More than 40 years have been spent on working toward retrying the case since his death sentence was finalized, as he has been tormented by judicial rulings that made several turns. To prevent such a situation from ever happening again, the system should be changed so that retrials proceed promptly.

Iwao Hakamata, whose death sentence was finalized over the 1966 murder and robbery incident in which four members of a family in Shizuoka Prefecture were killed, was acquitted by the Shizuoka District Court in his retrial. This is the fifth case since the end of World War II in which a retrial has resulted in the acquittal of a defendant, whose death sentence had been finalized.
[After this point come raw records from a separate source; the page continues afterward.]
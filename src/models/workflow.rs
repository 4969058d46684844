use chrono::{DateTime, Utc};
use once_cell::sync::Lazy;
use regex::Regex;
use serde::{Deserialize, Serialize};
use uuid::Uuid;

/// Fallback for steps saved without an explicit timeout.
pub const DEFAULT_TIMEOUT_HOURS: i32 = 48;

static EMAIL_RE: Lazy<Regex> =
    Lazy::new(|| Regex::new(r"^[^@\s]+@[^@\s]+\.[^@\s]+$").expect("static regex"));

/// A named, ordered approval chain, optionally scoped to a request
/// category and/or priority.
///
/// Every edit produces a new `revision`; approval records pin the revision
/// they were created from, so older revisions of `steps` stay readable.
#[derive(Debug, Clone, Serialize, Deserialize, sqlx::FromRow)]
pub struct WorkflowDefinition {
    pub id: Uuid,
    pub name: String,
    pub description: Option<String>,
    pub category: Option<String>,
    pub priority: Option<String>,
    pub is_active: bool,
    pub archived: bool,
    pub revision: i32,
    pub created_at: DateTime<Utc>,
    pub updated_at: DateTime<Utc>,
    #[sqlx(skip)]
    pub steps: Vec<StepTemplate>,
}

impl WorkflowDefinition {
    /// Whether the definition's filters admit a request with this
    /// category/priority. A `None` filter is a wildcard.
    pub fn matches(&self, category: Option<&str>, priority: Option<&str>) -> bool {
        fn admits(filter: Option<&str>, value: Option<&str>) -> bool {
            match filter {
                None => true,
                Some(f) => value.is_some_and(|v| v.trim().eq_ignore_ascii_case(f.trim())),
            }
        }
        self.is_active
            && !self.archived
            && admits(self.category.as_deref(), category)
            && admits(self.priority.as_deref(), priority)
    }

    /// category+priority (3) > category-only (2) > priority-only (1) > default (0)
    pub fn specificity(&self) -> u8 {
        match (self.category.is_some(), self.priority.is_some()) {
            (true, true) => 3,
            (true, false) => 2,
            (false, true) => 1,
            (false, false) => 0,
        }
    }

    pub fn step(&self, step_order: i32) -> Option<&StepTemplate> {
        self.steps.iter().find(|s| s.step_order == step_order)
    }
}

#[derive(Debug, Clone, Serialize, Deserialize, PartialEq, Eq, sqlx::FromRow)]
pub struct StepTemplate {
    pub workflow_id: Uuid,
    pub revision: i32,
    pub step_order: i32,
    pub required_role: String,
    pub approver_name: String,
    pub approver_email: String,
    pub can_reject: bool,
    pub timeout_hours: i32,
    pub auto_approve_on_timeout: bool,
}

impl StepTemplate {
    /// Token lifetime in hours; zero means "use the configured default".
    pub fn effective_timeout_hours(&self, default_hours: i32) -> i32 {
        if self.timeout_hours > 0 {
            self.timeout_hours
        } else {
            default_hours
        }
    }
}

/// Payload of the workflow editor for create and update.
#[derive(Debug, Clone, Serialize, Deserialize)]
pub struct NewWorkflow {
    pub name: String,
    #[serde(default)]
    pub description: Option<String>,
    #[serde(default)]
    pub category: Option<String>,
    #[serde(default)]
    pub priority: Option<String>,
    #[serde(default = "default_true")]
    pub is_active: bool,
    #[serde(default)]
    pub steps: Vec<NewStep>,
}

#[derive(Debug, Clone, Serialize, Deserialize)]
pub struct NewStep {
    #[serde(default = "default_role")]
    pub required_role: String,
    pub approver_name: String,
    pub approver_email: String,
    #[serde(default = "default_true")]
    pub can_reject: bool,
    #[serde(default = "default_timeout")]
    pub timeout_hours: i32,
    #[serde(default)]
    pub auto_approve_on_timeout: bool,
}

fn default_true() -> bool {
    true
}

fn default_role() -> String {
    "manager".to_string()
}

fn default_timeout() -> i32 {
    DEFAULT_TIMEOUT_HOURS
}

impl NewWorkflow {
    /// Trim empty filter strings to `None` and check field constraints.
    pub fn normalized(mut self) -> Result<Self, String> {
        self.name = self.name.trim().to_string();
        if self.name.is_empty() {
            return Err("workflow name must not be empty".into());
        }
        self.category = non_empty(self.category);
        self.priority = non_empty(self.priority);
        self.description = non_empty(self.description);

        for (i, step) in self.steps.iter_mut().enumerate() {
            step.approver_email = step.approver_email.trim().to_string();
            step.approver_name = step.approver_name.trim().to_string();
            if !EMAIL_RE.is_match(&step.approver_email) {
                return Err(format!(
                    "step {}: invalid approver email '{}'",
                    i + 1,
                    step.approver_email
                ));
            }
            if step.timeout_hours < 0 {
                return Err(format!("step {}: timeout_hours must be >= 0", i + 1));
            }
        }
        Ok(self)
    }

    /// Materialise the steps as templates of `revision`, numbered 1..N in
    /// the order given.
    pub fn step_templates(&self, workflow_id: Uuid, revision: i32) -> Vec<StepTemplate> {
        self.steps
            .iter()
            .enumerate()
            .map(|(i, s)| StepTemplate {
                workflow_id,
                revision,
                step_order: i as i32 + 1,
                required_role: s.required_role.clone(),
                approver_name: s.approver_name.clone(),
                approver_email: s.approver_email.clone(),
                can_reject: s.can_reject,
                timeout_hours: s.timeout_hours,
                auto_approve_on_timeout: s.auto_approve_on_timeout,
            })
            .collect()
    }
}

fn non_empty(value: Option<String>) -> Option<String> {
    value
        .map(|v| v.trim().to_string())
        .filter(|v| !v.is_empty())
}

/// Renumber `steps` following `order`, a permutation of the current step
/// orders. Returns the new dense 1..N sequence stamped with `revision`.
pub fn reorder_steps(
    steps: &[StepTemplate],
    order: &[i32],
    revision: i32,
) -> Result<Vec<StepTemplate>, String> {
    if order.len() != steps.len() {
        return Err(format!(
            "order must list all {} steps, got {}",
            steps.len(),
            order.len()
        ));
    }
    let mut seen = std::collections::HashSet::new();
    let mut out = Vec::with_capacity(steps.len());
    for (i, old) in order.iter().enumerate() {
        if !seen.insert(*old) {
            return Err(format!("step {} listed twice", old));
        }
        let step = steps
            .iter()
            .find(|s| s.step_order == *old)
            .ok_or_else(|| format!("unknown step {}", old))?;
        out.push(StepTemplate {
            step_order: i as i32 + 1,
            revision,
            ..step.clone()
        });
    }
    Ok(out)
}

#[cfg(test)]
mod tests {
    use super::*;

    fn step(name: &str) -> NewStep {
        NewStep {
            required_role: "manager".into(),
            approver_name: name.into(),
            approver_email: format!("{}@example.com", name),
            can_reject: true,
            timeout_hours: 48,
            auto_approve_on_timeout: false,
        }
    }

    fn payload() -> NewWorkflow {
        NewWorkflow {
            name: " Plumbing ".into(),
            description: Some("".into()),
            category: Some("  ".into()),
            priority: Some("high".into()),
            is_active: true,
            steps: vec![step("alice"), step("bob"), step("carol")],
        }
    }

    #[test]
    fn test_normalized_trims_and_drops_blank_filters() {
        let wf = payload().normalized().unwrap();
        assert_eq!(wf.name, "Plumbing");
        assert_eq!(wf.category, None);
        assert_eq!(wf.description, None);
        assert_eq!(wf.priority.as_deref(), Some("high"));
    }

    #[test]
    fn test_normalized_rejects_bad_email() {
        let mut wf = payload();
        wf.steps[1].approver_email = "not-an-email".into();
        let err = wf.normalized().unwrap_err();
        assert!(err.contains("step 2"), "{}", err);
    }

    #[test]
    fn test_normalized_rejects_negative_timeout() {
        let mut wf = payload();
        wf.steps[0].timeout_hours = -1;
        assert!(wf.normalized().is_err());
    }

    #[test]
    fn test_step_templates_are_dense_from_one() {
        let id = Uuid::new_v4();
        let steps = payload().step_templates(id, 1);
        let orders: Vec<i32> = steps.iter().map(|s| s.step_order).collect();
        assert_eq!(orders, vec![1, 2, 3]);
        assert!(steps.iter().all(|s| s.workflow_id == id && s.revision == 1));
    }

    #[test]
    fn test_reorder_renumbers_all_steps() {
        let steps = payload().step_templates(Uuid::new_v4(), 1);
        let reordered = reorder_steps(&steps, &[3, 1, 2], 2).unwrap();
        let names: Vec<&str> = reordered.iter().map(|s| s.approver_name.as_str()).collect();
        assert_eq!(names, vec!["carol", "alice", "bob"]);
        let orders: Vec<i32> = reordered.iter().map(|s| s.step_order).collect();
        assert_eq!(orders, vec![1, 2, 3]);
        assert!(reordered.iter().all(|s| s.revision == 2));
    }

    #[test]
    fn test_reorder_rejects_non_permutations() {
        let steps = payload().step_templates(Uuid::new_v4(), 1);
        assert!(reorder_steps(&steps, &[1, 2], 2).is_err());
        assert!(reorder_steps(&steps, &[1, 1, 2], 2).is_err());
        assert!(reorder_steps(&steps, &[1, 2, 9], 2).is_err());
    }

    #[test]
    fn test_zero_timeout_falls_back_to_default() {
        let mut s = payload().step_templates(Uuid::new_v4(), 1).remove(0);
        s.timeout_hours = 0;
        assert_eq!(s.effective_timeout_hours(DEFAULT_TIMEOUT_HOURS), 48);
        s.timeout_hours = 2;
        assert_eq!(s.effective_timeout_hours(DEFAULT_TIMEOUT_HOURS), 2);
    }
}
The point of contention for the retrial was whether a shirt and other items of clothing found in a tank at a miso factory near the crime scene about a year after the incident belonged to Hakamata.

Bloodstains remained on the clothing, which were cited in the first ruling to sentence Hakamata to death as the garments worn by him when the crime was committed. At the retrial, the prosecution again argued, based on this ruling, that Hakamata was the criminal.
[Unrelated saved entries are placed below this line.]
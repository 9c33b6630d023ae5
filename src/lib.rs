//! Multi-screen presentation state synchronization
//!
//! A controller process owns one [`screen::ScreenManager`] per projector
//! output and replicates every change to renderer processes over a Unix
//! socket message bus. Screens sharing a color note form a sync group that
//! mirrors content changes.

pub mod app;
pub mod bus;
pub mod config;
pub mod constants;
pub mod error;
pub mod events;
pub mod ipc;
pub mod screen;
pub mod settings;
pub mod time_source;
However, the court ruled on Sept. 26 that “the clothing was fabricated by investigative authorities and that the confession was also obtained through inhumane interrogation.” Based on this recognition, the court concluded that Hakamata “cannot be recognized as the murderer.”

It is inexcusable if investigative authorities created evidence to suit their own convenience and produced false accusations. The prosecution must not be allowed to appeal the case in an attempt to save face for the organization.
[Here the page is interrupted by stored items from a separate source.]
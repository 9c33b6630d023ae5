//! In-process pub/sub for screen state changes
//!
//! Two independent channels deliver the same notification: one per entity
//! (each manager instance owns an [`EventHandler`]) and one per type
//! ([`ClassEventHub`], one handler per [`EventScope`]).

use std::collections::HashMap;
use std::sync::atomic::{AtomicU64, Ordering};
use std::sync::{Arc, Mutex};

use crate::screen::ScreenId;

#[derive(Debug, Clone, Copy, PartialEq, Eq, Hash)]
pub enum ScreenEventType {
    Update,
    Visible,
    Instance,
    DisplayId,
    ColorNote,
    Selected,
    Resize,
}

#[derive(Debug, Clone, PartialEq, Eq)]
pub struct ScreenEvent {
    pub event_type: ScreenEventType,
    /// None for registry-wide events
    pub screen_id: Option<ScreenId>,
}

/// Which type-level channel an event belongs to
#[derive(Debug, Clone, Copy, PartialEq, Eq, Hash)]
pub enum EventScope {
    Screen,
    Background,
    Slide,
    FullText,
    Alert,
    Effect,
}

pub type Listener = Arc<dyn Fn(&ScreenEvent) + Send + Sync>;

#[derive(Debug, Clone, Copy, PartialEq, Eq, Hash)]
pub struct ListenerId(u64);

struct Registration {
    id: ListenerId,
    events: Vec<ScreenEventType>,
    listener: Listener,
}

#[derive(Default)]
pub struct EventHandler {
    next_id: AtomicU64,
    listeners: Mutex<Vec<Registration>>,
}

impl std::fmt::Debug for EventHandler {
    fn fmt(&self, f: &mut std::fmt::Formatter<'_>) -> std::fmt::Result {
        f.debug_struct("EventHandler")
            .field("listeners", &self.listener_count())
            .finish()
    }
}

impl EventHandler {
    pub fn new() -> Self {
        Self::default()
    }

    pub fn register<F>(&self, events: &[ScreenEventType], listener: F) -> ListenerId
    where
        F: Fn(&ScreenEvent) + Send + Sync + 'static,
    {
        let id = ListenerId(self.next_id.fetch_add(1, Ordering::Relaxed));
        if let Ok(mut listeners) = self.listeners.lock() {
            listeners.push(Registration {
                id,
                events: events.to_vec(),
                listener: Arc::new(listener),
            });
        }
        id
    }

    pub fn unregister(&self, id: ListenerId) -> bool {
        let Ok(mut listeners) = self.listeners.lock() else {
            return false;
        };
        let before = listeners.len();
        listeners.retain(|r| r.id != id);
        listeners.len() != before
    }

    pub fn listener_count(&self) -> usize {
        self.listeners.lock().map(|l| l.len()).unwrap_or(0)
    }

    pub fn fire(&self, event_type: ScreenEventType, screen_id: Option<ScreenId>) {
        // Snapshot first so a listener may register or unregister while being called
        let matching: Vec<Listener> = match self.listeners.lock() {
            Ok(listeners) => listeners
                .iter()
                .filter(|r| r.events.contains(&event_type))
                .map(|r| r.listener.clone())
                .collect(),
            Err(_) => return,
        };
        let event = ScreenEvent {
            event_type,
            screen_id,
        };
        for listener in matching {
            listener(&event);
        }
    }
}

/// Type-level channels, shared by every instance of the same manager type
#[derive(Debug, Default)]
pub struct ClassEventHub {
    channels: Mutex<HashMap<EventScope, Arc<EventHandler>>>,
}

impl ClassEventHub {
    pub fn new() -> Self {
        Self::default()
    }

    pub fn channel(&self, scope: EventScope) -> Arc<EventHandler> {
        match self.channels.lock() {
            Ok(mut channels) => channels.entry(scope).or_default().clone(),
            Err(_) => Arc::new(EventHandler::new()),
        }
    }

    pub fn fire(&self, scope: EventScope, event_type: ScreenEventType, screen_id: Option<ScreenId>) {
        self.channel(scope).fire(event_type, screen_id);
    }
}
Hakamata’s first request for a retrial was filed in 1981. The second request was granted in 2014, and he was released after a retrial was set to begin. However, even after that, judicial decisions made several turns over his guilt or innocence.

Hakamata, who was 30 years old when he was arrested, had been in custody for nearly half a century and is now 88. During that period, he lived in fear of execution. The time he had spent trying to exonerate himself of his false accusations was tremendously long.

Under the current system, even if the court decides to begin a retrial, the prosecution can file a complaint against the decision. For that reason, the preliminary procedures for a retrial continue endlessly, and the hearings for the retrial do not begin easily.

It is advisable that once a decision is made to initiate a retrial, the case should immediately go to hearings, and the court should determine the defendant’s guilt or innocence in an open courtroom. This should shorten the retrial procedures greatly.

There is also a problem with the system of evidence disclosure. Since the retrial system does not legally require the prosecution to disclose evidence, there are cases in which prosecutors do not immediately reveal important evidence.

In the case of Hakamata, too, color photographs of bloodstained clothing led to his acquittal, but the prosecution did not disclose them until the second request for a retrial. Clarification of the rules for the disclosure of evidence is indispensable to help save defendants from false accusations.